**WORK TO COMPLETE:** Sort through the entries below and pull out lines containing the word "first".

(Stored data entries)
- Opening Delimiter -
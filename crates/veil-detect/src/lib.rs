//! Veil PII Entity Recognition
//!
//! This crate provides pattern-based PII entity recognition:
//! - Email, phone, credit card, SSN, person name, IP address, date detection
//! - Fixed per-matcher confidence scores
//! - Total `detect` (never fails; no matches yields an empty vec)

pub mod recognizer;

pub use recognizer::{Recognizer, RegexRecognizer};
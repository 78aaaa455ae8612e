//! Offset-corrected span highlighting

use crate::sanitizer::{escape, sanitize};
use veil_core::{Entity, EntityType};

/// Produce HTML markup with each entity span wrapped in a `<mark>` element.
///
/// Entities may arrive in any order; they are stable-sorted by `start`
/// (ties keep their relative order) and applied in a single walk over the
/// growing string, with a running offset for the length added by earlier
/// markup. Overlapping spans therefore produce an order-dependent result:
/// a later span whose offsets land inside previously inserted markup wraps
/// whatever now sits at those positions. That mirrors the behavior this
/// renderer is compatible with and is covered by tests rather than
/// corrected.
///
/// Total over its inputs: spans that do not land on valid boundaries of the
/// current string are skipped, never panicked on. The assembled markup gets
/// a final [`sanitize`] pass; with no entities the escaped text is returned
/// as-is.
///
/// Escaping is asymmetric by construction: only the wrapped span text and
/// the wrapper attributes are escaped, while the text surrounding the marks
/// passes through verbatim. Escaping the surroundings would shift every
/// length the offset walk depends on, so the [`sanitize`] pass is the layer
/// that neutralizes executable constructs there. The empty-entity path has
/// no offsets to protect and returns fully escaped text.
pub fn annotate(text: &str, entities: &[Entity]) -> String {
    if entities.is_empty() {
        return escape(text);
    }

    let mut sorted: Vec<&Entity> = entities.iter().collect();
    sorted.sort_by_key(|e| e.start);

    let mut rewritten = text.to_string();
    // Cumulative length added by markup inserted so far
    let mut offset = 0usize;

    for entity in sorted {
        let start = entity.start + offset;
        let end = entity.end + offset;

        let Some(span_text) = rewritten.get(start..end) else {
            continue;
        };

        let markup = mark_element(span_text, entity.entity_type, entity.score);
        offset += markup.len() - span_text.len();
        rewritten.replace_range(start..end, &markup);
    }

    sanitize(&rewritten)
}

/// Build the wrapper element for one highlighted span.
///
/// The span text and entity type are escaped before embedding; the score is
/// rendered with two decimals. No inline styles: presentation is left to a
/// stylesheet keyed on the class.
fn mark_element(span_text: &str, entity_type: EntityType, score: f64) -> String {
    let safe_text = escape(span_text);
    let safe_type = escape(entity_type.as_str());
    format!(
        "<mark class=\"pii\" data-entity-type=\"{safe_type}\" data-score=\"{score:.2}\" \
         title=\"{safe_type} ({score:.2})\">{safe_text}</mark>"
    )
}

#[cfg(test)]
mod tests {
    use super::*;

    fn entity(start: usize, end: usize, score: f64, ty: EntityType) -> Entity {
        Entity::new(start, end, score, ty)
    }

    #[test]
    fn test_no_entities_returns_escaped_text() {
        assert_eq!(annotate("plain text", &[]), "plain text");
        assert_eq!(annotate("a < b & c", &[]), "a &lt; b &amp; c");
    }

    #[test]
    fn test_single_entity_wrapped() {
        let text = "Contact me at jane@example.com today";
        let entities = vec![entity(14, 30, 0.9, EntityType::Email)];

        let markup = annotate(text, &entities);

        assert_eq!(
            markup,
            "Contact me at <mark class=\"pii\" data-entity-type=\"EMAIL\" data-score=\"0.90\" \
             title=\"EMAIL (0.90)\">jane@example.com</mark> today"
        );
    }

    #[test]
    fn test_entities_assembled_in_ascending_start_order() {
        let text = "mail jane@example.com or call 555-123-4567 now";
        // Deliberately out of input order
        let entities = vec![
            entity(30, 42, 0.85, EntityType::PhoneNumber),
            entity(5, 21, 0.9, EntityType::Email),
        ];

        let markup = annotate(text, &entities);

        let email_pos = markup.find("jane@example.com").unwrap();
        let phone_pos = markup.find("555-123-4567").unwrap();
        assert!(email_pos < phone_pos);

        // Both literals survive inside their wrappers, surrounding text intact
        assert!(markup.starts_with("mail <mark"));
        assert!(markup.ends_with("</mark> now"));
        assert!(markup.contains("data-entity-type=\"PHONE_NUMBER\""));
        assert!(markup.contains("data-score=\"0.85\""));
    }

    #[test]
    fn test_output_independent_of_input_order_for_disjoint_spans() {
        let text = "a 192.168.1.1 b 10/10/2010 c";
        let forward = vec![
            entity(2, 13, 0.85, EntityType::IpAddress),
            entity(16, 26, 0.8, EntityType::DateTime),
        ];
        let reversed: Vec<Entity> = forward.iter().rev().cloned().collect();

        assert_eq!(annotate(text, &forward), annotate(text, &reversed));
    }

    #[test]
    fn test_adjacent_spans() {
        let text = "ab";
        let entities = vec![
            entity(0, 1, 0.7, EntityType::Person),
            entity(1, 2, 0.7, EntityType::Person),
        ];

        let markup = annotate(text, &entities);

        assert_eq!(markup.matches("<mark").count(), 2);
        assert!(markup.contains(">a</mark>"));
        assert!(markup.contains(">b</mark>"));
    }

    #[test]
    fn test_entity_text_is_escaped_inside_wrapper() {
        let text = "x <Jane Smith> y";
        let entities = vec![entity(2, 14, 0.7, EntityType::Person)];

        let markup = annotate(text, &entities);

        assert!(markup.contains(">&lt;Jane Smith&gt;</mark>"));
        assert!(!markup.contains("><Jane Smith></mark>"));
    }

    #[test]
    fn test_surrounding_text_is_verbatim_but_sanitized() {
        // Text outside the marks is not escaped (escaping would shift the
        // offsets the walk relies on), but the final sanitize pass still
        // strips executable constructs from it.
        let text = "<b>x</b> jane@example.com <script>alert(1)</script>";
        let entities = vec![entity(9, 25, 0.9, EntityType::Email)];

        let markup = annotate(text, &entities);

        assert!(markup.starts_with("<b>x</b> <mark"));
        assert!(markup.contains(">jane@example.com</mark>"));
        assert!(!markup.contains("<script"));
        assert!(!markup.contains("alert(1)"));
    }

    #[test]
    fn test_overlapping_spans_are_order_dependent_but_total() {
        // Overlap is not conflict-resolved: the second span's offsets land
        // inside the first span's inserted markup. The call must still
        // return deterministically without panicking.
        let text = "abcdef";
        let entities = vec![
            entity(0, 4, 0.9, EntityType::Email),
            entity(2, 6, 0.85, EntityType::PhoneNumber),
        ];

        let first = annotate(text, &entities);
        let second = annotate(text, &entities);
        assert_eq!(first, second);
        assert!(first.contains("abcd"));
    }

    #[test]
    fn test_out_of_bounds_span_is_skipped() {
        let text = "short";
        let entities = vec![entity(2, 99, 0.9, EntityType::Email)];

        assert_eq!(annotate(text, &entities), "short");
    }

    #[test]
    fn test_score_formatting_two_decimals() {
        let text = "555-123-4567";
        let entities = vec![entity(0, 12, 0.85, EntityType::PhoneNumber)];

        let markup = annotate(text, &entities);
        assert!(markup.contains("data-score=\"0.85\""));
        assert!(markup.contains("title=\"PHONE_NUMBER (0.85)\""));
    }

    #[test]
    fn test_whole_text_span() {
        let text = "jane@example.com";
        let entities = vec![entity(0, 16, 0.9, EntityType::Email)];

        let markup = annotate(text, &entities);
        assert!(markup.starts_with("<mark"));
        assert!(markup.ends_with("</mark>"));
        assert!(markup.contains(">jane@example.com</mark>"));
    }
}
//! Veil Core Types
//!
//! This crate provides the fundamental types shared across Veil:
//! - Detected PII entities and their wire representation
//! - Operator configuration (replace/mask/redact/hash/encrypt)
//! - Anonymization and de-anonymization result records

pub mod entity;
pub mod operator;
pub mod results;

pub use entity::{Entity, EntityType};
pub use operator::{Operator, OperatorConfig};
pub use results::{AnonymizationResult, DeanonymizationResult};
- Closing Delimiter -
**WRITTEN ANSWER:**
        // inside the first span's inserted markup. The call must still
        let first = annotate(text, &entities);
        assert_eq!(first, second);
        assert!(first.contains("abcd"));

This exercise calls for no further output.